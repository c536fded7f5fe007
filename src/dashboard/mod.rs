//! Dashboard rendering.
//!
//! [`view::DashboardView`] is the single render target: the session writes
//! API results into it, and the surfaces (terminal, web) read it.
//!
//! - [`rate_card`] — RPM / RPD cards with their severity bands
//! - [`chart`] — usage-history chart model and summary block
//! - [`view`] — everything else on the page: panels, indicators, banner
//! - [`terminal`] — colored terminal rendering of a view

pub mod chart;
pub mod rate_card;
pub mod terminal;
pub mod view;

pub use view::DashboardView;

/// Format a count with comma separators (`1234567` → `"1,234,567"`).
pub fn format_number(n: u64) -> String {
    let s = n.to_string();
    let mut result = String::new();
    for (i, ch) in s.chars().rev().enumerate() {
        if i > 0 && i % 3 == 0 {
            result.push(',');
        }
        result.push(ch);
    }
    result.chars().rev().collect()
}

/// Format to exactly one decimal place.
///
/// Rounds the exact binary value, so `0.15` (stored just below) gives
/// `"0.1"`. Exact ties (odd multiples of a quarter) round away from zero.
pub fn one_decimal(value: f64) -> String {
    let quarters = value * 4.0;
    if quarters.fract() == 0.0 && quarters % 2.0 != 0.0 {
        let rounded = (value * 10.0).round() / 10.0;
        return format!("{rounded:.1}");
    }
    format!("{value:.1}")
}

#[cfg(test)]
mod tests {
    use super::*;

    #[test]
    fn test_format_number() {
        assert_eq!(format_number(0), "0");
        assert_eq!(format_number(999), "999");
        assert_eq!(format_number(1000), "1,000");
        assert_eq!(format_number(1234567), "1,234,567");
    }

    #[test]
    fn test_one_decimal() {
        assert_eq!(one_decimal(85.0), "85.0");
        assert_eq!(one_decimal(18.75), "18.8");
        assert_eq!(one_decimal(2.0 / 3.0 * 100.0), "66.7");
        assert_eq!(one_decimal(0.04), "0.0");
    }

    #[test]
    fn one_decimal_rounds_the_stored_value() {
        assert_eq!(one_decimal(0.15), "0.1");
        assert_eq!(one_decimal(1.15), "1.1");
        assert_eq!(one_decimal(3.0 / 2000.0 * 100.0), "0.1");
        assert_eq!(one_decimal(23.0 / 20.0), "1.1");
    }

    #[test]
    fn one_decimal_exact_ties_round_up() {
        assert_eq!(one_decimal(0.25), "0.3");
        assert_eq!(one_decimal(0.75), "0.8");
        assert_eq!(one_decimal(2.5), "2.5");
        assert_eq!(one_decimal(-0.25), "-0.3");
    }
}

* * * * *

◆ TASK DETAILS: For this exercise, give the entries above again with no difference at all.

◆ EXERCISE ANSWER:
repository c536fded7f5fe007
filename src/dashboard/mod.rs
//! Dashboard rendering.
//!
//! [`view::DashboardView`] is the single render target: the session writes
//! API results into it, and the surfaces (terminal, web) read it.
//!
//! - [`rate_card`] — RPM / RPD cards with their severity bands
//! - [`chart`] — usage-history chart model and summary block
//! - [`view`] — everything else on the page: panels, indicators, banner
//! - [`terminal`] — colored terminal rendering of a view

pub mod chart;
pub mod rate_card;
pub mod terminal;
pub mod view;

pub use view::DashboardView;

/// Format a count with comma separators (`1234567` → `"1,234,567"`).
pub fn format_number(n: u64) -> String {
    let s = n.to_string();
    let mut result = String::new();
    for (i, ch) in s.chars().rev().enumerate() {
        if i > 0 && i % 3 == 0 {
            result.push(',');
        }
        result.push(ch);
    }
    result.chars().rev().collect()
}

/// Format to exactly one decimal place.
///
/// Rounds the exact binary value, so `0.15` (stored just below) gives
/// `"0.1"`. Exact ties (odd multiples of a quarter) round away from zero.
pub fn one_decimal(value: f64) -> String {
    let quarters = value * 4.0;
    if quarters.fract() == 0.0 && quarters % 2.0 != 0.0 {
        let rounded = (value * 10.0).round() / 10.0;
        return format!("{rounded:.1}");
    }
    format!("{value:.1}")
}

#[cfg(test)]
mod tests {
    use super::*;

    #[test]
    fn test_format_number() {
        assert_eq!(format_number(0), "0");
        assert_eq!(format_number(999), "999");
        assert_eq!(format_number(1000), "1,000");
        assert_eq!(format_number(1234567), "1,234,567");
    }

    #[test]
    fn test_one_decimal() {
        assert_eq!(one_decimal(85.0), "85.0");
        assert_eq!(one_decimal(18.75), "18.8");
        assert_eq!(one_decimal(2.0 / 3.0 * 100.0), "66.7");
        assert_eq!(one_decimal(0.04), "0.0");
    }

    #[test]
    fn one_decimal_rounds_the_stored_value() {
        assert_eq!(one_decimal(0.15), "0.1");
        assert_eq!(one_decimal(1.15), "1.1");
        assert_eq!(one_decimal(3.0 / 2000.0 * 100.0), "0.1");
        assert_eq!(one_decimal(23.0 / 20.0), "1.1");
    }

    #[test]
    fn one_decimal_exact_ties_round_up() {
        assert_eq!(one_decimal(0.25), "0.3");
        assert_eq!(one_decimal(0.75), "0.8");
        assert_eq!(one_decimal(2.5), "2.5");
        assert_eq!(one_decimal(-0.25), "-0.3");
    }
}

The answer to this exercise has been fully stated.